The Medicine Bow Mountains have a core of Precambrian rocks. They contain the boundary, the Cheyenne Belt, between the Wyoming Province to the NW and the accreted Proterozoic continental crust to the SE (Karlstrom and Houston 1984). The Wyoming Province consists of Archean rocks that are locally intruded and (or) overlain by rocks of Proterozoic age, including the lithologies present in the West Glacier Lake drainage basin. (1)

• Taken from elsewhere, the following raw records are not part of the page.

/// Bandcamp release
///
/// Bandcamp players need a provider-issued album/track ID that cannot be
/// derived from the public URL, so these are rendered as outbound links.
#[derive(Debug, Clone, PartialEq, Eq, Serialize, Deserialize)]
#[serde(rename_all = "camelCase")]
pub struct BandcampEmbed {
    /// Original URL
    pub source_url: String,
}

/// SoundCloud track embed
#[derive(Debug, Clone, PartialEq, Eq, Serialize, Deserialize)]
#[serde(rename_all = "camelCase")]
pub struct SoundCloudEmbed {
    /// Original URL, handed to the SoundCloud player as a query parameter
    pub source_url: String,
}

/// Generic link embed
#[derive(Debug, Clone, PartialEq, Eq, Serialize, Deserialize)]
#[serde(rename_all = "camelCase")]
pub struct LinkEmbed {
    /// Original URL
    pub source_url: String,
}

/// External embed that can be any supported type
#[derive(Debug, Clone, PartialEq, Eq, Serialize, Deserialize)]
#[serde(tag = "kind", rename_all = "camelCase")]
pub enum ExternalEmbed {
    /// YouTube video embed
    #[serde(rename = "youtube")]
    YouTube(YouTubeEmbed),
    /// Spotify embed
    #[serde(rename = "spotify")]
    Spotify(SpotifyEmbed),
    /// Bandcamp outbound link
    #[serde(rename = "bandcamp")]
    Bandcamp(BandcampEmbed),
    /// SoundCloud embed
    #[serde(rename = "soundcloud")]
    SoundCloud(SoundCloudEmbed),
    /// Generic link embed
    #[serde(rename = "link")]
    Link(LinkEmbed),
}

impl ExternalEmbed {
    /// Get the embed type
    pub fn embed_type(&self) -> EmbedType {
        match self {
            ExternalEmbed::YouTube(_) => EmbedType::YouTube,
            ExternalEmbed::Spotify(_) => EmbedType::Spotify,
            ExternalEmbed::Bandcamp(_) => EmbedType::Bandcamp,
            ExternalEmbed::SoundCloud(_) => EmbedType::SoundCloud,
            ExternalEmbed::Link(_) => EmbedType::Link,
        }
    }

    /// The URL carried by the embed, for kinds that keep the original URL
    pub fn source_url(&self) -> Option<&str> {
        match self {
            ExternalEmbed::Bandcamp(embed) => Some(&embed.source_url),
            ExternalEmbed::SoundCloud(embed) => Some(&embed.source_url),
            ExternalEmbed::Link(embed) => Some(&embed.source_url),
            ExternalEmbed::YouTube(_) | ExternalEmbed::Spotify(_) => None,
        }
    }

    /// Check if this is the generic fallback
    pub fn is_link(&self) -> bool {
        matches!(self, ExternalEmbed::Link(_))
    }

    /// Get as YouTube embed if applicable
    pub fn as_youtube(&self) -> Option<&YouTubeEmbed> {
        match self {
            ExternalEmbed::YouTube(embed) => Some(embed),
            _ => None,
        }
    }

    /// Get as Spotify embed if applicable
    pub fn as_spotify(&self) -> Option<&SpotifyEmbed> {
        match self {
            ExternalEmbed::Spotify(embed) => Some(embed),
            _ => None,
        }
    }
}

/// An embed paired with the URL it was classified from
#[derive(Debug, Clone, PartialEq, Eq, Serialize, Deserialize)]
#[serde(rename_all = "camelCase")]
pub struct ResolvedEmbed {
    /// URL as it appeared in the post
    pub source_url: String,
    /// Classification result
    pub embed: ExternalEmbed,
}

// =============================================================================
// Provider Rules
// =============================================================================

type Extractor = fn(&Captures<'_>, &str) -> Option<ExternalEmbed>;

/// One provider rule: a pattern searched anywhere in the URL plus the
/// function that turns a match into an embed.
struct ProviderRule {
    embed_type: EmbedType,
    pattern: &'static str,
    extract: Extractor,
}

/// Provider rules in priority order. The first rule that matches wins.
const PROVIDER_RULES: [ProviderRule; 4] = [
    ProviderRule {
        embed_type: EmbedType::YouTube,
        pattern: r"(?:youtube\.com/(?:watch\?v=|embed/)|youtu\.be/)([a-zA-Z0-9_-]{11})",
        extract: extract_youtube,
    },
    ProviderRule {
        embed_type: EmbedType::Spotify,
        pattern: r"open\.spotify\.com/(track|album|playlist|artist)/([a-zA-Z0-9]+)",
        extract: extract_spotify,
    },
    ProviderRule {
        embed_type: EmbedType::Bandcamp,
        pattern: r"([a-zA-Z0-9-]+)\.bandcamp\.com/(album|track)/([a-zA-Z0-9-]+)",
        extract: extract_bandcamp,
    },
    ProviderRule {
        embed_type: EmbedType::SoundCloud,
        pattern: r"soundcloud\.com/([a-zA-Z0-9_-]+)/([a-zA-Z0-9_-]+)",
        extract: extract_soundcloud,
    },
];

fn extract_youtube(caps: &Captures<'_>, _url: &str) -> Option<ExternalEmbed> {
    let id = caps.get(1)?.as_str();
    Some(ExternalEmbed::YouTube(YouTubeEmbed::new(id)))
}

fn extract_spotify(caps: &Captures<'_>, _url: &str) -> Option<ExternalEmbed> {
    let resource_type = SpotifyEmbedType::parse(caps.get(1)?.as_str())?;
    let id = caps.get(2)?.as_str();
    Some(ExternalEmbed::Spotify(SpotifyEmbed::new(resource_type, id)))
}

fn extract_bandcamp(_caps: &Captures<'_>, url: &str) -> Option<ExternalEmbed> {
    Some(ExternalEmbed::Bandcamp(BandcampEmbed { source_url: url.to_string() }))
}

fn extract_soundcloud(_caps: &Captures<'_>, url: &str) -> Option<ExternalEmbed> {
    Some(ExternalEmbed::SoundCloud(SoundCloudEmbed { source_url: url.to_string() }))
}

/// Compiled provider rules, built once on first use
fn compiled_rules() -> &'static [(EmbedType, Regex, Extractor)] {
    static RULES: OnceLock<Vec<(EmbedType, Regex, Extractor)>> = OnceLock::new();
    RULES.get_or_init(|| {
        PROVIDER_RULES
            .iter()
            .map(|rule| {
                let re = Regex::new(rule.pattern).expect("provider pattern is a valid regex");
                (rule.embed_type, re, rule.extract)
            })
            .collect()
    })
}

// =============================================================================
// Detection
// =============================================================================

/// Embed detector for identifying and parsing embeddable URLs
pub struct EmbedDetector;

impl EmbedDetector {
    /// Classify a URL into an embed
    ///
    /// Providers are tried in a fixed order (YouTube, Spotify, Bandcamp,
    /// SoundCloud). Anything that matches none of them, including malformed
    /// input, becomes a [`ExternalEmbed::Link`].
    pub fn classify(url: &str) -> ExternalEmbed {
        for (embed_type, re, extract) in compiled_rules() {
            if let Some(embed) = re.captures(url).and_then(|caps| extract(&caps, url)) {
                tracing::debug!(%embed_type, url, "matched embed provider");
                return embed;
            }
        }

        tracing::debug!(url, "no embed provider matched, using plain link");
        ExternalEmbed::Link(LinkEmbed { source_url: url.to_string() })
    }

    /// Detect the embed type of a URL
    pub fn detect(url: &str) -> EmbedType {
        Self::classify(url).embed_type()
    }

    /// Classify every URL independently, preserving input order
    pub fn classify_all<I, S>(urls: I) -> Vec<ResolvedEmbed>
    where
        I: IntoIterator<Item = S>,
        S: AsRef<str>,
    {
        urls.into_iter()
            .map(|url| {
                let url = url.as_ref();
                ResolvedEmbed { source_url: url.to_string(), embed: Self::classify(url) }
            })
            .collect()
    }
}

/// Classify a URL into an embed. See [`EmbedDetector::classify`].
pub fn classify(url: &str) -> ExternalEmbed {
    EmbedDetector::classify(url)
}

#[cfg(test)]
mod tests {
    use super::*;

    // YouTube tests

    #[test]
    fn test_classify_youtube_watch_url() {
        let embed = classify("https://www.youtube.com/watch?v=dQw4w9WgXcQ");
        assert_eq!(embed, ExternalEmbed::YouTube(YouTubeEmbed::new("dQw4w9WgXcQ")));
    }

    #[test]
    fn test_classify_youtube_url_shapes_are_equivalent() {
        let watch = classify("https://www.youtube.com/watch?v=dQw4w9WgXcQ");
        let short = classify("https://youtu.be/dQw4w9WgXcQ");
        let embed = classify("https://www.youtube.com/embed/dQw4w9WgXcQ");
        assert_eq!(watch, short);
        assert_eq!(watch, embed);
    }

    #[test]
    fn test_classify_youtube_with_extra_params() {
        let embed = classify("https://www.youtube.com/watch?v=dQw4w9WgXcQ&t=42s");
        assert_eq!(embed.as_youtube().unwrap().video_id, "dQw4w9WgXcQ");
    }

    #[test]
    fn test_classify_youtube_takes_first_eleven_chars() {
        let embed = classify("https://youtu.be/dQw4w9WgXcQextra");
        assert_eq!(embed.as_youtube().unwrap().video_id, "dQw4w9WgXcQ");
    }

    #[test]
    fn test_classify_youtube_short_id_falls_back() {
        let embed = classify("https://youtu.be/tooshort");
        assert!(embed.is_link());
    }

    #[test]
    fn test_classify_youtube_with_v_param_not_first_falls_back() {
        // Only `watch?v=` is recognised, not `watch?feature=x&v=`
        let embed = classify("https://www.youtube.com/watch?feature=share&v=dQw4w9WgXcQ");
        assert!(embed.is_link());
    }

    #[test]
    fn test_youtube_embed_url() {
        let embed = YouTubeEmbed::new("dQw4w9WgXcQ");
        assert_eq!(embed.embed_url(), "https://www.youtube.com/embed/dQw4w9WgXcQ");
        assert_eq!(embed.watch_url(), "https://www.youtube.com/watch?v=dQw4w9WgXcQ");
    }

    // Spotify tests

    #[test]
    fn test_classify_spotify_track() {
        let embed = classify("https://open.spotify.com/track/abc123");
        let spotify = embed.as_spotify().unwrap();
        assert_eq!(spotify.resource_type, SpotifyEmbedType::Track);
        assert_eq!(spotify.resource_id, "abc123");
        assert_eq!(spotify.display_height, 152);
    }

    #[test]
    fn test_classify_spotify_playlist_height() {
        let embed = classify("https://open.spotify.com/playlist/xyz789");
        let spotify = embed.as_spotify().unwrap();
        assert_eq!(spotify.resource_type, SpotifyEmbedType::Playlist);
        assert_eq!(spotify.display_height, 352);
    }

    #[test]
    fn test_classify_spotify_album_and_artist() {
        let album = classify("https://open.spotify.com/album/1DFixLWuPkv3KT3TnV35m3?si=abc");
        let spotify = album.as_spotify().unwrap();
        assert_eq!(spotify.resource_type, SpotifyEmbedType::Album);
        assert_eq!(spotify.resource_id, "1DFixLWuPkv3KT3TnV35m3");
        assert_eq!(spotify.display_height, SPOTIFY_COLLECTION_HEIGHT);

        let artist = classify("https://open.spotify.com/artist/0OdUWJ0sBjDrqHygGUXeCF");
        assert_eq!(artist.as_spotify().unwrap().resource_type, SpotifyEmbedType::Artist);
    }

    #[test]
    fn test_classify_spotify_unsupported_type_falls_back() {
        let embed = classify("https://open.spotify.com/episode/abc123");
        assert!(embed.is_link());
    }

    #[test]
    fn test_spotify_urls() {
        let embed = SpotifyEmbed::new(SpotifyEmbedType::Track, "3n3Ppam7vgaVa1iaRUc9Lp");
        assert_eq!(embed.embed_url(), "https://open.spotify.com/embed/track/3n3Ppam7vgaVa1iaRUc9Lp");
        assert_eq!(embed.open_url(), "https://open.spotify.com/track/3n3Ppam7vgaVa1iaRUc9Lp");
    }

    // Bandcamp and SoundCloud tests

    #[test]
    fn test_classify_bandcamp_keeps_original_url() {
        let url = "https://someband.bandcamp.com/album/my-album";
        let embed = classify(url);
        assert_eq!(
            embed,
            ExternalEmbed::Bandcamp(BandcampEmbed { source_url: url.to_string() })
        );
        assert_eq!(embed.source_url(), Some(url));
    }

    #[test]
    fn test_classify_bandcamp_without_subdomain_falls_back() {
        let embed = classify("https://bandcamp.com/album/my-album");
        assert!(embed.is_link());
    }

    #[test]
    fn test_classify_soundcloud_keeps_original_url() {
        let url = "https://soundcloud.com/artist/track-name";
        let embed = classify(url);
        assert_eq!(
            embed,
            ExternalEmbed::SoundCloud(SoundCloudEmbed { source_url: url.to_string() })
        );
    }

    #[test]
    fn test_classify_soundcloud_profile_only_falls_back() {
        let embed = classify("https://soundcloud.com/artist");
        assert!(embed.is_link());
    }

    // Fallback and priority tests

    #[test]
    fn test_classify_generic_link() {
        let url = "https://example.com/anything";
        assert_eq!(
            classify(url),
            ExternalEmbed::Link(LinkEmbed { source_url: url.to_string() })
        );
    }

    #[test]
    fn test_classify_is_total() {
        let inputs = [
            "",
            " ",
            "not a url",
            "://",
            "https://",
            "youtube.com/watch?v=",
            "open.spotify.com/track/",
            "\u{1F517}\u{0000}\u{FFFD}",
            "javascript:alert(1)",
        ];
        for input in inputs {
            let embed = classify(input);
            assert!(embed.is_link(), "expected fallback for {:?}", input);
            assert_eq!(embed.source_url(), Some(input));
        }
    }

    #[test]
    fn test_priority_youtube_before_spotify() {
        let embed = classify("https://youtu.be/dQw4w9WgXcQ?ref=open.spotify.com/track/abc123");
        assert_eq!(embed.embed_type(), EmbedType::YouTube);
    }

    #[test]
    fn test_priority_spotify_before_bandcamp() {
        let embed = classify("https://open.spotify.com/album/abc?x=band.bandcamp.com/album/a-b");
        assert_eq!(embed.embed_type(), EmbedType::Spotify);
    }

    #[test]
    fn test_priority_bandcamp_before_soundcloud() {
        let embed = classify("https://band.bandcamp.com/track/song?via=soundcloud.com/user/song");
        assert_eq!(embed.embed_type(), EmbedType::Bandcamp);
    }

    #[test]
    fn test_detect() {
        assert_eq!(EmbedDetector::detect("https://youtu.be/dQw4w9WgXcQ"), EmbedType::YouTube);
        assert_eq!(
            EmbedDetector::detect("https://soundcloud.com/a/b"),
            EmbedType::SoundCloud
        );
        assert_eq!(EmbedDetector::detect("https://example.com"), EmbedType::Link);
    }

    #[test]
    fn test_classify_all_preserves_order() {
        let urls = [
            "https://example.com",
            "https://youtu.be/dQw4w9WgXcQ",
            "https://example.com",
        ];
        let resolved = EmbedDetector::classify_all(urls);
        assert_eq!(resolved.len(), 3);
        assert_eq!(resolved[0].embed.embed_type(), EmbedType::Link);
        assert_eq!(resolved[1].embed.embed_type(), EmbedType::YouTube);
        assert_eq!(resolved[1].source_url, "https://youtu.be/dQw4w9WgXcQ");
        assert_eq!(resolved[2].source_url, "https://example.com");
    }

    #[test]
    fn test_classify_all_empty() {
        let resolved = EmbedDetector::classify_all(Vec::<String>::new());
        assert!(resolved.is_empty());
    }

    #[test]
    fn test_embed_type_as_str() {
        assert_eq!(EmbedType::YouTube.as_str(), "youtube");
        assert_eq!(EmbedType::Bandcamp.as_str(), "bandcamp");
        assert_eq!(EmbedType::SoundCloud.to_string(), "soundcloud");
        assert_eq!(EmbedType::Link.as_str(), "link");
    }

    #[test]
    fn test_external_embed_serialization() {
        let embed = classify("https://open.spotify.com/track/abc123");
        let json = serde_json::to_value(&embed).unwrap();
        assert_eq!(json["kind"], "spotify");
        assert_eq!(json["resourceType"], "track");
        assert_eq!(json["resourceId"], "abc123");
        assert_eq!(json["displayHeight"], 152);

        let deserialized: ExternalEmbed = serde_json::from_value(json).unwrap();
        assert_eq!(deserialized, embed);
    }
}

Among the “certainties” (see yesterday) most present in Texas, (2) is the certainty that the Earth is "young," between 6,000 and 10,000 years old. Enough said. I’m not entering a debate that should have ended in Appalachia in Tennessee in 1927 along with Prohibition. What a time of certainty that was: the state said the Bible was literally true and federal law told Americans what [not] to drink. The backwoods folk of Tennessee demanded strict adherence to one legal certainty while freely and proudly flouting the Constitution regarding the other. Creationism and moonshine. What a combination!

If people want to be stupid and drunk, that’s not my concern. They need a seizure or two.

Back to the Precambrian: it comprises most of the history of our little planet.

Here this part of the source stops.